**PROBLEM:** Match the word "trace". Return each line of the data below where it appears.

START PROVIDED DATA

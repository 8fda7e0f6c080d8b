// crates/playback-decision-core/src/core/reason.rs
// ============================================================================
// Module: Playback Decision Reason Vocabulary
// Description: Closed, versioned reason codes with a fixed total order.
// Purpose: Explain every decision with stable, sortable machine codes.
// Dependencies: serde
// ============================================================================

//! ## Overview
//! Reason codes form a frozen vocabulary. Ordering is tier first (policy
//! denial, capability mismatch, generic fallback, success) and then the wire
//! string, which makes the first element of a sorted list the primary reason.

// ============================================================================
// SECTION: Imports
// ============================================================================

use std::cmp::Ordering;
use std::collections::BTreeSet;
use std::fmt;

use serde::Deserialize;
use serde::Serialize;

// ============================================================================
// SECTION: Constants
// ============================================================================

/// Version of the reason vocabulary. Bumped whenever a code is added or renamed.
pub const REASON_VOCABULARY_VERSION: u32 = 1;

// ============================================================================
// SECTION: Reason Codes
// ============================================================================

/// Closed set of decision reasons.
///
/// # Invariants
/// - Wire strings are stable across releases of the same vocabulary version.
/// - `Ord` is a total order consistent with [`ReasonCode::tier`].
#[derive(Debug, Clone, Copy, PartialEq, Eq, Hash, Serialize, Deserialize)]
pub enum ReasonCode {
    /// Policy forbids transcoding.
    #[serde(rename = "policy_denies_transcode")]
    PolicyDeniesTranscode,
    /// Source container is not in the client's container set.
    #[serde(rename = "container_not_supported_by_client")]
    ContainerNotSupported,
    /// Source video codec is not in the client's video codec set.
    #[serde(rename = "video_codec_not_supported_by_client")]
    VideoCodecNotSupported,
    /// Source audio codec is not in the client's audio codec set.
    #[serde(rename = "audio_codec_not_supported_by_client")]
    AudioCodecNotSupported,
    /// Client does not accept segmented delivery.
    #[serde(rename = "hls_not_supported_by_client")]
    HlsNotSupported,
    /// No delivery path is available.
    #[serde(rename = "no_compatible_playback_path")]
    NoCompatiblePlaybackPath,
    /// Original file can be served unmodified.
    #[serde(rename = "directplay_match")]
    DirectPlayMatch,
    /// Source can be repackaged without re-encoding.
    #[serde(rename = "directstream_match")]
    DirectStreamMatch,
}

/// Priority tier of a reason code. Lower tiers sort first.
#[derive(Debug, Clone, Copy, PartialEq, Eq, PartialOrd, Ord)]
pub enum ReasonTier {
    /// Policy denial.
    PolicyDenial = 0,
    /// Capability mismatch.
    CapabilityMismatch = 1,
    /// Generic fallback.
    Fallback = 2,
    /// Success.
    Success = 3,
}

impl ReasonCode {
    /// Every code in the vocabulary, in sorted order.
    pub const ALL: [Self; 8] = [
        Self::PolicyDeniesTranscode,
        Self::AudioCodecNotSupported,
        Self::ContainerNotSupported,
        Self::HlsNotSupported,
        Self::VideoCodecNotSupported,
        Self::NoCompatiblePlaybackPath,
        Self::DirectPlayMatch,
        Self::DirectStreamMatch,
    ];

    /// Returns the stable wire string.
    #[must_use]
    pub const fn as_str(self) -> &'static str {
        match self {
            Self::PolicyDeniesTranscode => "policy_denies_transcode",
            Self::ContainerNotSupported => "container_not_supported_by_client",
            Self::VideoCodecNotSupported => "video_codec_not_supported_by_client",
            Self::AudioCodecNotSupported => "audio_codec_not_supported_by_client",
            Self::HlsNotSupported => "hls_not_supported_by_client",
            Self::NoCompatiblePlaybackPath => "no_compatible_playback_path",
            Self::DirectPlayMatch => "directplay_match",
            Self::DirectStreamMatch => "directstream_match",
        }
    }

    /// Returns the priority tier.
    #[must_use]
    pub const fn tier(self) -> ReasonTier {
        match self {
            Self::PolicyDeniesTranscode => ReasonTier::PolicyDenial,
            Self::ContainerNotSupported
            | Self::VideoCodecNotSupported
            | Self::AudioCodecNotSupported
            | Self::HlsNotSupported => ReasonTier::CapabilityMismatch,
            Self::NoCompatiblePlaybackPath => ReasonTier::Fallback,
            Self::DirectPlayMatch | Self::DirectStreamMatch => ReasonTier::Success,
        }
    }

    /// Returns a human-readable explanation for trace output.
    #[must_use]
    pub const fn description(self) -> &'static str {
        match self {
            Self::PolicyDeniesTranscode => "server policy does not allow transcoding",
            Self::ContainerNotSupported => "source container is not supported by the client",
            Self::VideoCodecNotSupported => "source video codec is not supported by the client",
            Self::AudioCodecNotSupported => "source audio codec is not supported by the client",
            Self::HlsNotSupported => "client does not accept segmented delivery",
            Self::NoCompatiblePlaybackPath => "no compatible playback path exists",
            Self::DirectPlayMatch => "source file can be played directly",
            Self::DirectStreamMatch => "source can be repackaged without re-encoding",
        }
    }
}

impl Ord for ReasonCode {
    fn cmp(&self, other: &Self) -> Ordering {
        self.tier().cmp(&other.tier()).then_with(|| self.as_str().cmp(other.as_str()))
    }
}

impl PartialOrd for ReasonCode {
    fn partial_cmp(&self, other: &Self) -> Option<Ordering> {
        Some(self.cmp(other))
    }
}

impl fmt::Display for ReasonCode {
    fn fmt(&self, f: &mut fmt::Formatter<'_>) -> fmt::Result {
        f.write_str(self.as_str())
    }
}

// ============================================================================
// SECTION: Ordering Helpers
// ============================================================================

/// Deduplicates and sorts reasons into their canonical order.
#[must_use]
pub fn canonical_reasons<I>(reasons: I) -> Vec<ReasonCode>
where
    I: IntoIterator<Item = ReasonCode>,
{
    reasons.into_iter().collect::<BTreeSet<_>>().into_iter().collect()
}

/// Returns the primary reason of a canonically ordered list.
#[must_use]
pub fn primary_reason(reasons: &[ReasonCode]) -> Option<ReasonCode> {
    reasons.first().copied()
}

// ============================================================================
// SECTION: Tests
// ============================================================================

END PROVIDED DATA
START PROVIDED DATA

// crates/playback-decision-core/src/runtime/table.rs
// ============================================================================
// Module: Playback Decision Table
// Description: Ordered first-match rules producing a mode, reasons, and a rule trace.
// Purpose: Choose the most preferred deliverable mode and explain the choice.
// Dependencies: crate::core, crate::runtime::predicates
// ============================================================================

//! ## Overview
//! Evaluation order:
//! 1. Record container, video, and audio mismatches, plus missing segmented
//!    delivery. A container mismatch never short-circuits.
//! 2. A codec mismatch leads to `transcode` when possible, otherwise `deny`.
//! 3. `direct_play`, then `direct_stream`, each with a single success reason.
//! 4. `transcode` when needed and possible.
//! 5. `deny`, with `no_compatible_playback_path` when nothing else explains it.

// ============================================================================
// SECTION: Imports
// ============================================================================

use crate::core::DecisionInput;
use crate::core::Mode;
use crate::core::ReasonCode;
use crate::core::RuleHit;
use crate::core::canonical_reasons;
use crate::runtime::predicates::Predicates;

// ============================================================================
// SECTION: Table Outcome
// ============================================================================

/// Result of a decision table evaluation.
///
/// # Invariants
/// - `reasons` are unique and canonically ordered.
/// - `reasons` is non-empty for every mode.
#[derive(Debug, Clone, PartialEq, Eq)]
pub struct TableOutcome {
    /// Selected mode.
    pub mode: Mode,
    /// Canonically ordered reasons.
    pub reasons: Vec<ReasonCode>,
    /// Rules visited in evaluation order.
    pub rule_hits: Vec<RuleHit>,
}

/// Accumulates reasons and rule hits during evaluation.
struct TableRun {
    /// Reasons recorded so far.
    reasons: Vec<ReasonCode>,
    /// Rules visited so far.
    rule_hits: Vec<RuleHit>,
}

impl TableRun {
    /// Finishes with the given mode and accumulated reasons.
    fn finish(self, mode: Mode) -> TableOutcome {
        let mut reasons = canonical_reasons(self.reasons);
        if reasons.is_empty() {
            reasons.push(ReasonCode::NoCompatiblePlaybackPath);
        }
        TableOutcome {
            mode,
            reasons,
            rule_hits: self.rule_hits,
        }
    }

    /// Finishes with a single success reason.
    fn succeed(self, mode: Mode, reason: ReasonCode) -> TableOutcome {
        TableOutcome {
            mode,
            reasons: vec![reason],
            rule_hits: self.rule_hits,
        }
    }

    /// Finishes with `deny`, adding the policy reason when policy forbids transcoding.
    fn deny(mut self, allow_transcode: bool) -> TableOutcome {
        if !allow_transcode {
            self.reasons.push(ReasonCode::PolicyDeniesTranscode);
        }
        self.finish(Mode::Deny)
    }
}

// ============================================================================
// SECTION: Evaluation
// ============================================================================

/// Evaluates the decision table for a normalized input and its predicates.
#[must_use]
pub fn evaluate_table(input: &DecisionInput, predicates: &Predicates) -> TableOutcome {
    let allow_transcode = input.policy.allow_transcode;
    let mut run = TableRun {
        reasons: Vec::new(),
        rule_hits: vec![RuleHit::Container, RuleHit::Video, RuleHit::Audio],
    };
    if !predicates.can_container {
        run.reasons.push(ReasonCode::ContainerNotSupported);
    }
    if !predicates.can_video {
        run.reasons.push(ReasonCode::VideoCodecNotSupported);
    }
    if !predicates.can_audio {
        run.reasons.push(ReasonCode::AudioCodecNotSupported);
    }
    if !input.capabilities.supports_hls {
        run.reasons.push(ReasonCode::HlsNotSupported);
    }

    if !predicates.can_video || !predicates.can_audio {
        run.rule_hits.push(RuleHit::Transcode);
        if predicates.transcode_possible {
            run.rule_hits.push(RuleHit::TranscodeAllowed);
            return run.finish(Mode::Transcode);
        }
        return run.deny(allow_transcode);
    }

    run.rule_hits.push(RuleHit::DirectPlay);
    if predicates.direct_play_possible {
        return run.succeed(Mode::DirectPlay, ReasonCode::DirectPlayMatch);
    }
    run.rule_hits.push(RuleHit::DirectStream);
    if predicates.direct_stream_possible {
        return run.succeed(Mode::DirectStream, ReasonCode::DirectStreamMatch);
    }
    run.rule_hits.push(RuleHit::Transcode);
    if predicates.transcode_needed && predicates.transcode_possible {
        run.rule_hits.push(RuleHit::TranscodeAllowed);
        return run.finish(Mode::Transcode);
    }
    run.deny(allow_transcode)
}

END PROVIDED DATA

**TASK RESULT:**
    /// Returns a human-readable explanation for trace output.
// Description: Ordered first-match rules producing a mode, reasons, and a rule trace.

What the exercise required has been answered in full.